Exercise
Return verbatim the line containing "Ok(validate_value(&value))" together with all lines that follow it, through the end of the records.
** Supplied data follows **
use crate::error::Result;
use crate::layout::Graph;
use crate::store::Vault;
use crate::validate::validate_value;
use log::info;
use once_cell::sync::Lazy;
use regex::Regex;
use serde::Serialize;

pub const CANVAS_EXTENSION: &str = "canvas";
pub const MAX_FILE_NAME_CHARS: usize = 100;

static UNSAFE_CHARS_RE: Lazy<Regex> = Lazy::new(|| Regex::new(r#"[\\/:*?"<>|]"#).unwrap());
static WHITESPACE_RE: Lazy<Regex> = Lazy::new(|| Regex::new(r"\s+").unwrap());

#[derive(Debug, Clone, Copy, PartialEq, Eq, Serialize)]
#[serde(rename_all = "lowercase")]
pub enum WriteOutcome {
    Created,
    Updated,
}

#[derive(Debug, Clone, PartialEq, Eq, Serialize)]
pub struct SavedArtifact {
    pub path: String,
    pub outcome: WriteOutcome,
}

/// Makes a display name safe as a file stem: reserved characters become `-`,
/// whitespace runs become a single `-`, and the result is capped at 100 chars.
pub fn sanitize_file_name(name: &str) -> String {
    let replaced = UNSAFE_CHARS_RE.replace_all(name, "-");
    let collapsed = WHITESPACE_RE.replace_all(&replaced, "-");
    collapsed.chars().take(MAX_FILE_NAME_CHARS).collect()
}

pub fn artifact_path(folder: &str, name: &str, extension: &str) -> String {
    let mut stem = sanitize_file_name(name);
    if stem.is_empty() {
        stem = "Untitled".to_string();
    }
    let folder = folder.trim_matches('/');
    if folder.is_empty() {
        format!("{stem}.{extension}")
    } else {
        format!("{folder}/{stem}.{extension}")
    }
}

pub fn canvas_path(folder: &str, name: &str) -> String {
    artifact_path(folder, name, CANVAS_EXTENSION)
}

/// Canonical on-disk form: 2-space indented JSON, `nodes` before `edges`.
pub fn to_canvas_json(graph: &Graph) -> Result<String> {
    Ok(serde_json::to_string_pretty(graph)?)
}

/// Reads a canvas document leniently, repairing it the same way model output is.
pub fn parse_canvas(text: &str) -> Result<Graph> {
    let value: serde_json::Value = serde_json::from_str(text)?;
    Ok(validate_value(&value))
}

/// Writes the graph to `<folder>/<name>.canvas`, replacing an existing file in place.
pub fn save_canvas<V: Vault + ?Sized>(vault: &V, folder: &str, name: &str, graph: &Graph) -> Result<SavedArtifact> {
    let path = canvas_path(folder, name);
    let contents = to_canvas_json(graph)?;
    let outcome = if vault.file_exists(&path)? {
        WriteOutcome::Updated
    } else {
        if !folder.trim_matches('/').is_empty() && !vault.folder_exists(folder)? {
            vault.create_folder(folder)?;
        }
        WriteOutcome::Created
    };
    vault.write_file(&path, &contents)?;
    info!(
        "{} canvas {path} ({} nodes, {} edges)",
        match outcome {
            WriteOutcome::Created => "created",
            WriteOutcome::Updated => "updated",
        },
        graph.nodes.len(),
        graph.edges.len()
    );
    Ok(SavedArtifact { path, outcome })
}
** End of Supplied data **
Response to the task
    Ok(validate_value(&value))
}

/// Writes the graph to `<folder>/<name>.canvas`, replacing an existing file in place.
pub fn save_canvas<V: Vault + ?Sized>(vault: &V, folder: &str, name: &str, graph: &Graph) -> Result<SavedArtifact> {
    let path = canvas_path(folder, name);
    let contents = to_canvas_json(graph)?;
    let outcome = if vault.file_exists(&path)? {
        WriteOutcome::Updated
    } else {
        if !folder.trim_matches('/').is_empty() && !vault.folder_exists(folder)? {
            vault.create_folder(folder)?;
        }
        WriteOutcome::Created
    };
    vault.write_file(&path, &contents)?;
    info!(
        "{} canvas {path} ({} nodes, {} edges)",
        match outcome {
            WriteOutcome::Created => "created",
            WriteOutcome::Updated => "updated",
        },
        graph.nodes.len(),
        graph.edges.len()
    );
    Ok(SavedArtifact { path, outcome })
}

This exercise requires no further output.